//! Split-stage tests against the small PDFs in `tests/fixtures/`.
//!
//! `bookmarked.pdf` has 9 pages and three outline entries:
//! "Aaron, Ann (1900-1980)" on page 6, "Errata" on page 8 and "Baker, Beth"
//! on page 9. `no_outline.pdf` has 3 pages and no outline. Regenerate both
//! with `python3 tests/fixtures/make_fixtures.py`.
//!
//! Needs only the pdfium shared library (`PDFIUM_LIB_PATH`, `./libpdfium.*`
//! or the system search path); every test skips when it cannot be bound.
//!
//! Run with:
//!   PDFIUM_LIB_PATH=/path/to/libpdfium cargo test --test split -- --nocapture

use bio2csv::{pipeline::pdf, split_pdf, Bio2CsvError, PipelineConfig};
use std::path::{Path, PathBuf};

// ── Test helpers ─────────────────────────────────────────────────────────────

fn fixture(name: &str) -> PathBuf {
    PathBuf::from(env!("CARGO_MANIFEST_DIR"))
        .join("tests/fixtures")
        .join(name)
}

/// Skip this test if pdfium cannot be bound.
macro_rules! skip_unless_pdfium {
    () => {{
        if let Err(e) = pdf::bind_pdfium(None) {
            println!("SKIP — {e}");
            return;
        }
    }};
}

fn config_for(source: PathBuf) -> (tempfile::TempDir, PipelineConfig) {
    let root = tempfile::tempdir().unwrap();
    let config = PipelineConfig::builder()
        .workdir(root.path())
        .source_pdf(source)
        .build()
        .unwrap();
    (root, config)
}

fn page_count(path: &Path) -> usize {
    let pdfium = pdf::bind_pdfium(None).unwrap();
    let document = pdfium
        .load_pdf_from_file(path, None)
        .unwrap_or_else(|e| panic!("{}: {e:?}", path.display()));
    let pages = document.pages().len() as usize;
    pages
}

fn pdf_names(dir: &Path) -> Vec<String> {
    let mut names: Vec<String> = std::fs::read_dir(dir)
        .unwrap()
        .map(|e| e.unwrap().file_name().to_string_lossy().into_owned())
        .collect();
    names.sort();
    names
}

// ── Outline ──────────────────────────────────────────────────────────────────

#[tokio::test]
async fn outline_lists_every_entry_with_its_page() {
    skip_unless_pdfium!();

    let outline = pdf::read_outline(&fixture("bookmarked.pdf"), None).await.unwrap();
    assert_eq!(outline.total_pages, 9);

    let entries: Vec<(&str, usize)> = outline
        .bookmarks
        .iter()
        .map(|b| (b.title.as_str(), b.page))
        .collect();
    assert_eq!(
        entries,
        [("Aaron, Ann (1900-1980)", 6), ("Errata", 8), ("Baker, Beth", 9)]
    );
}

// ── Split ────────────────────────────────────────────────────────────────────

#[tokio::test]
async fn malformed_bookmark_is_skipped_and_ranges_are_inclusive() {
    skip_unless_pdfium!();
    let (_root, config) = config_for(fixture("bookmarked.pdf"));

    let stats = split_pdf(&config).await.unwrap();
    assert_eq!(stats.num_bookmarks, 3);
    assert_eq!(stats.num_pdfs_created, 2);
    assert_eq!(stats.num_rejected, 1);

    assert_eq!(pdf_names(&config.split_dir), ["aaron_ann.pdf", "baker_beth.pdf"]);
    // Pages 6-7: ends where "Errata" starts, even though that entry is skipped.
    assert_eq!(page_count(&config.split_dir.join("aaron_ann.pdf")), 2);
    // Page 9 alone: the last entry runs to the end of the document.
    assert_eq!(page_count(&config.split_dir.join("baker_beth.pdf")), 1);
}

#[tokio::test]
async fn document_without_outline_is_fatal() {
    skip_unless_pdfium!();
    let (_root, config) = config_for(fixture("no_outline.pdf"));

    assert!(matches!(
        split_pdf(&config).await,
        Err(Bio2CsvError::NoBookmarks { .. })
    ));
    assert!(pdf_names(&config.split_dir).is_empty());
}

#[tokio::test]
async fn later_first_content_page_rejects_more() {
    skip_unless_pdfium!();
    let root = tempfile::tempdir().unwrap();
    let config = PipelineConfig::builder()
        .workdir(root.path())
        .source_pdf(fixture("bookmarked.pdf"))
        .first_content_page(7)
        .build()
        .unwrap();

    let stats = split_pdf(&config).await.unwrap();
    assert_eq!(stats.num_pdfs_created, 1);
    assert_eq!(stats.num_rejected, 2);
    assert_eq!(pdf_names(&config.split_dir), ["baker_beth.pdf"]);
}

// ── Split → join ─────────────────────────────────────────────────────────────

#[cfg(unix)]
mod chain {
    use super::*;
    use bio2csv::{extract_texts, join_tables, parse_biographies_with, CompletionClient};
    use std::os::unix::fs::PermissionsExt;

    const FAKE_EXTRACTOR: &str = "#!/bin/sh\necho \"Biography of $(basename \"$1\")\"\n";

    struct TwoPeople;

    impl CompletionClient for TwoPeople {
        async fn complete(&self, _system: &str, user: &str) -> Result<String, String> {
            let (name, born) = if user.contains("aaron_ann") {
                ("Ann Aaron", "1900")
            } else if user.contains("baker_beth") {
                ("Beth Baker", "1911")
            } else {
                return Err("unexpected prompt".to_string());
            };
            Ok(format!(
                r#"{{"full_name": "{name}", "birthdate": "{born}", "deathdate": null,
                    "birthplace": null, "parents": [], "employment": [],
                    "degrees": [{{"degree_institution_name": "Erlangen", "degree_type": "PhD",
                                  "degree_year": 1930, "degree_advisor": null}}],
                    "visits": [], "honors": []}}"#
            ))
        }
    }

    #[tokio::test]
    async fn three_bookmarks_one_malformed_gives_two_people() {
        skip_unless_pdfium!();
        let root = tempfile::tempdir().unwrap();
        let tool = root.path().join("fake-pdf2txt");
        std::fs::write(&tool, FAKE_EXTRACTOR).unwrap();
        std::fs::set_permissions(&tool, std::fs::Permissions::from_mode(0o755)).unwrap();
        let config = PipelineConfig::builder()
            .workdir(root.path().join("work"))
            .source_pdf(fixture("bookmarked.pdf"))
            .extract_tool(tool.to_string_lossy())
            .build()
            .unwrap();

        let split = split_pdf(&config).await.unwrap();
        assert_eq!(split.num_pdfs_created, 2);

        let extract = extract_texts(&config).await.unwrap();
        assert_eq!(extract.num_texts_created, 2);

        let parse = parse_biographies_with(&TwoPeople, &config.text_dir, &config.parse_dir, None)
            .await
            .unwrap();
        assert_eq!(parse.num_jsons_created, 2);
        assert_eq!(parse.num_errors, 0);

        let join = join_tables(&config).await.unwrap();
        assert_eq!(join.num_people, 2);
        assert_eq!(join.num_degrees, 2);

        let personal = std::fs::read_to_string(config.join_dir.join("personal.csv")).unwrap();
        let rows: Vec<&str> = personal.lines().skip(1).collect();
        assert_eq!(rows.len(), 2);
        assert!(rows[0].starts_with("Ann Aaron,1900,"));
        assert!(rows[1].starts_with("Beth Baker,1911,"));

        // Personal fields are repeated on every child row.
        let degrees = std::fs::read_to_string(config.join_dir.join("degrees.csv")).unwrap();
        assert!(degrees.lines().skip(1).all(|row| row.contains("Erlangen")));
        assert!(degrees.contains("Ann Aaron") && degrees.contains("Beth Baker"));
    }
}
□ □ □ □
**PROBLEM DETAILS**
Report every line above that has the string "rows" in it.

**OUTPUT OF THE TASK**
        let rows: Vec<&str> = personal.lines().skip(1).collect();
        assert_eq!(rows.len(), 2);
        assert!(rows[0].starts_with("Ann Aaron,1900,"));
        assert!(rows[1].starts_with("Beth Baker,1911,"));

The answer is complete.